### WHAT YOU NEED TO DO
From the entries that follow, pick out all lines holding "when".

+-------+

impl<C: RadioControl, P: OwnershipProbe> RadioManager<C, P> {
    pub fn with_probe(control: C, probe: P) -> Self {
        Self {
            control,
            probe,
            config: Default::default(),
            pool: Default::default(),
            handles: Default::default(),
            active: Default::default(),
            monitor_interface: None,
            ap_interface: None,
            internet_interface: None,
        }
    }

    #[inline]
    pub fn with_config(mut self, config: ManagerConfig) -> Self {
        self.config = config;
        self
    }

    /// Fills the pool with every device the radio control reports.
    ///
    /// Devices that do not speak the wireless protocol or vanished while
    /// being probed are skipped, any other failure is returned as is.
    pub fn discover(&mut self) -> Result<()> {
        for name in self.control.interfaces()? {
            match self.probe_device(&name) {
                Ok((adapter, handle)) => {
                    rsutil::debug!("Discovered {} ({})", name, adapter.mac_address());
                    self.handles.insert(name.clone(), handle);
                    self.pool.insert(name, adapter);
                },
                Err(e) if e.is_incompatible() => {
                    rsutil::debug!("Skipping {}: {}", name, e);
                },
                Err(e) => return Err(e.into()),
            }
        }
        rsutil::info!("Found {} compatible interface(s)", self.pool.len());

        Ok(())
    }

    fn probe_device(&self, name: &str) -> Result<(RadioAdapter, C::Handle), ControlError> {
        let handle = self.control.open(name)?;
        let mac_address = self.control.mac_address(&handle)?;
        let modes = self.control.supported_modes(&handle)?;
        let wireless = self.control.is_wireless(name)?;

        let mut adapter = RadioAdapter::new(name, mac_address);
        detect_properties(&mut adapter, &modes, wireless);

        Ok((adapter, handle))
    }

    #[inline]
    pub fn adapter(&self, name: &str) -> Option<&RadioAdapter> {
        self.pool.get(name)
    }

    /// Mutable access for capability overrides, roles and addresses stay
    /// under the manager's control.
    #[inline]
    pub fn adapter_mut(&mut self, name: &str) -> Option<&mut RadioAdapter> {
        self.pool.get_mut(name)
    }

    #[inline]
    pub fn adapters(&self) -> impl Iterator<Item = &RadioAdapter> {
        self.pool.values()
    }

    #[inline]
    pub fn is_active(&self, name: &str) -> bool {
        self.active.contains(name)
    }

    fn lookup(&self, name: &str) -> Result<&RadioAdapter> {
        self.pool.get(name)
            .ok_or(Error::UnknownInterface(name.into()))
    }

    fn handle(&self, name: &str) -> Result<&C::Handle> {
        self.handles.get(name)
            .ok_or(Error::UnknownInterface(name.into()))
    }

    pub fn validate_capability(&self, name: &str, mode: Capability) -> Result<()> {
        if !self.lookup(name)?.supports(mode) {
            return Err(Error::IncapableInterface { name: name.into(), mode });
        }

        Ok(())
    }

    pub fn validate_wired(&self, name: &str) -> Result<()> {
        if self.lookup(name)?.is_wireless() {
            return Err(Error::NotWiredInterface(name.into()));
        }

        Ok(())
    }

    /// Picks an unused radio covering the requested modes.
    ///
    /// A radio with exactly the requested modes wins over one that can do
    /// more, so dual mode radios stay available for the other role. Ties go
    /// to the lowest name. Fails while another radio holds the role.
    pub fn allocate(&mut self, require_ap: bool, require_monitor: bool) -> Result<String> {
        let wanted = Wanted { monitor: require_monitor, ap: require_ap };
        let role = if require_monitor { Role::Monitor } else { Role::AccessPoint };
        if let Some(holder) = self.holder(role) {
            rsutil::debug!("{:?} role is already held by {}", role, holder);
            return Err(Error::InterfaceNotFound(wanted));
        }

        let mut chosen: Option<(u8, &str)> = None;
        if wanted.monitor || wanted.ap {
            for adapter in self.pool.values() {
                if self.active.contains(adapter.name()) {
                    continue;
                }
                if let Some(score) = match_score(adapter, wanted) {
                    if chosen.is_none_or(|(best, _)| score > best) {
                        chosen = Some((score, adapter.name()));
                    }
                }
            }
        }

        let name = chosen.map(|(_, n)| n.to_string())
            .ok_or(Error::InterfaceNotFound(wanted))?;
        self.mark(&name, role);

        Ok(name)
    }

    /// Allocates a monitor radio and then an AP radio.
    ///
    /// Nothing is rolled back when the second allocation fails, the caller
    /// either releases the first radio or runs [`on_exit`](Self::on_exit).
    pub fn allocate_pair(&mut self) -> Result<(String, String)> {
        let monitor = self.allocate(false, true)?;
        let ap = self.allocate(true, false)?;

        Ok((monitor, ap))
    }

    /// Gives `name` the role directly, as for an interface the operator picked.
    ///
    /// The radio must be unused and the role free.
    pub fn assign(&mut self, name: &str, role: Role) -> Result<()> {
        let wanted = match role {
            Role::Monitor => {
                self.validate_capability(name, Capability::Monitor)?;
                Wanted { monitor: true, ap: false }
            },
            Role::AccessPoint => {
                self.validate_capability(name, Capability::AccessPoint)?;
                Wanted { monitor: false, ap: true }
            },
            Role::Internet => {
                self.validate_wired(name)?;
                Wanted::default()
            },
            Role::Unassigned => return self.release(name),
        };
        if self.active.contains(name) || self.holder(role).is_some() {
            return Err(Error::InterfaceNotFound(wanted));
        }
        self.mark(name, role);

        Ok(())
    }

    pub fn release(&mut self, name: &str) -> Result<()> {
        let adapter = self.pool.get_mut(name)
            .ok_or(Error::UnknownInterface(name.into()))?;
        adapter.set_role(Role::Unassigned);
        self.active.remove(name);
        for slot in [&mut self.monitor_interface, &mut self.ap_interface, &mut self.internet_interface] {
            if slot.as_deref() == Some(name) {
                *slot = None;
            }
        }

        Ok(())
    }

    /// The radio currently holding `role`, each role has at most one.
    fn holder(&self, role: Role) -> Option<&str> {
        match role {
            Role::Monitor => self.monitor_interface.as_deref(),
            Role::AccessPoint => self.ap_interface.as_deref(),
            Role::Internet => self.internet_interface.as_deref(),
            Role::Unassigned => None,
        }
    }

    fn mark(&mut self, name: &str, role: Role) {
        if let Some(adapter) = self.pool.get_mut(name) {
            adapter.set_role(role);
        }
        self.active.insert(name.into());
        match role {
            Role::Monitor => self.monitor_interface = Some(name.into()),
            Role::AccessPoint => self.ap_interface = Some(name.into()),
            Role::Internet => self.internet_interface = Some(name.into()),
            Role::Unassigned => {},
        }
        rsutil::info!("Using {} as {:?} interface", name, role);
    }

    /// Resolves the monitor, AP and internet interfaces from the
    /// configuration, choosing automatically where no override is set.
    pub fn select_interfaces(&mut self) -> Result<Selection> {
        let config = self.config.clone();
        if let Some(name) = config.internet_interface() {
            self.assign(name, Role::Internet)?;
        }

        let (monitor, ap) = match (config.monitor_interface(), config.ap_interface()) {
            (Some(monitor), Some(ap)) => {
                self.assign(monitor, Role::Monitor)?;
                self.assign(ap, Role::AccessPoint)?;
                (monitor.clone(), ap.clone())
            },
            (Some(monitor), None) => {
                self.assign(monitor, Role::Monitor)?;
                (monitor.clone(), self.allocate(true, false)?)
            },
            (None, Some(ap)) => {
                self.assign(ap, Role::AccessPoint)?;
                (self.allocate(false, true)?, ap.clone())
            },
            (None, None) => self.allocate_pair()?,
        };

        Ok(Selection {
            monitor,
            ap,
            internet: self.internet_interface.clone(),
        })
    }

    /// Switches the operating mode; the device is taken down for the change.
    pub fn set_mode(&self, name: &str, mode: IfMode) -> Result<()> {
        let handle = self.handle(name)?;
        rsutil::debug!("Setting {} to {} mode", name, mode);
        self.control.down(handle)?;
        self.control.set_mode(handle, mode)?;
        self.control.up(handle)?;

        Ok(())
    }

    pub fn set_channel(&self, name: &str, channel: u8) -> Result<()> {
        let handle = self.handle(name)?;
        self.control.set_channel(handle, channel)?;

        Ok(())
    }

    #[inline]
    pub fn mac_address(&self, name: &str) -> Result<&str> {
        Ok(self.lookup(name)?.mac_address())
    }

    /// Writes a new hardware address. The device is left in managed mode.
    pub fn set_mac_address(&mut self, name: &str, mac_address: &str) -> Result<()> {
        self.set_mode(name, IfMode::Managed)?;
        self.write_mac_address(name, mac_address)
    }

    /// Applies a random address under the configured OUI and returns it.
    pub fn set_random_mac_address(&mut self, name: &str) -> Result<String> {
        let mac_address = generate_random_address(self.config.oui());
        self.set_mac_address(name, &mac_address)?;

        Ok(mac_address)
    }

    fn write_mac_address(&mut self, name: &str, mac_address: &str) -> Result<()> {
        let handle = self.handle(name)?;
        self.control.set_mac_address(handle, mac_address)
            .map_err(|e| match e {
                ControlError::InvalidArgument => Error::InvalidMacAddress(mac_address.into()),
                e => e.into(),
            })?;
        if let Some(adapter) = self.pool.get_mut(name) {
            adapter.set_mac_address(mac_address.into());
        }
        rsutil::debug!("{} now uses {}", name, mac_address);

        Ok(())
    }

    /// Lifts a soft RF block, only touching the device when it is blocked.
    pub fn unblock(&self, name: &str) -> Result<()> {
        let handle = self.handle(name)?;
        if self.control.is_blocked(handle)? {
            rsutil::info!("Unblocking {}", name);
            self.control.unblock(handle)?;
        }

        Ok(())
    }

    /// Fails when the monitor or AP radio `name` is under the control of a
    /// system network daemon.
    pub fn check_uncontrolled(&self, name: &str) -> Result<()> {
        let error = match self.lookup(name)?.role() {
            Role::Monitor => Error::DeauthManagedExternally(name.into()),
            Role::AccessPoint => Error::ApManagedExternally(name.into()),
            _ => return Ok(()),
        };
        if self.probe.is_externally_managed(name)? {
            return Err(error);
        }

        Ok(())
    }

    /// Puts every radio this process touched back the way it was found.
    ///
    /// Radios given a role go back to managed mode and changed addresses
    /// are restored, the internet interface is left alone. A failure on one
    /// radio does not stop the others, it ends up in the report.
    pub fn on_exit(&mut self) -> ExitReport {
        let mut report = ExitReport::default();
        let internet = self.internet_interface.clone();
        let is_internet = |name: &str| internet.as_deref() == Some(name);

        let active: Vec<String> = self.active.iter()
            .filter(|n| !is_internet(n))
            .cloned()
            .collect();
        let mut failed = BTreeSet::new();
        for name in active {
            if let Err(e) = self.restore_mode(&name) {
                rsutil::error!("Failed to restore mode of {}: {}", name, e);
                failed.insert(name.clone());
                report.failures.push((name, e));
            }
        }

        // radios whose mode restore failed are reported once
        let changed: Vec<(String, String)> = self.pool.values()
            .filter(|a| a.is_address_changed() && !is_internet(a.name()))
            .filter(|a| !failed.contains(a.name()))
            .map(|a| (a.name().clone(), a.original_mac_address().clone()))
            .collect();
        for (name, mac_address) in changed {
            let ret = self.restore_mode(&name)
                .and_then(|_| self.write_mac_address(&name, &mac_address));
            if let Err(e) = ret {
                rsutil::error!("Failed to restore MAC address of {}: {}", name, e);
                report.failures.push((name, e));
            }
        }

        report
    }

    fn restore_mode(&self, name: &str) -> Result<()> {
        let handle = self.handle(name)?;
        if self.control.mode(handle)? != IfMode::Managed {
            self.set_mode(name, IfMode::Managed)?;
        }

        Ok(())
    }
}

+-------+

### ANSWER BELOW
    /// Nothing is rolled back when the second allocation fails, the caller
    /// Lifts a soft RF block, only touching the device when it is blocked.
    /// Fails when the monitor or AP radio `name` is under the control of a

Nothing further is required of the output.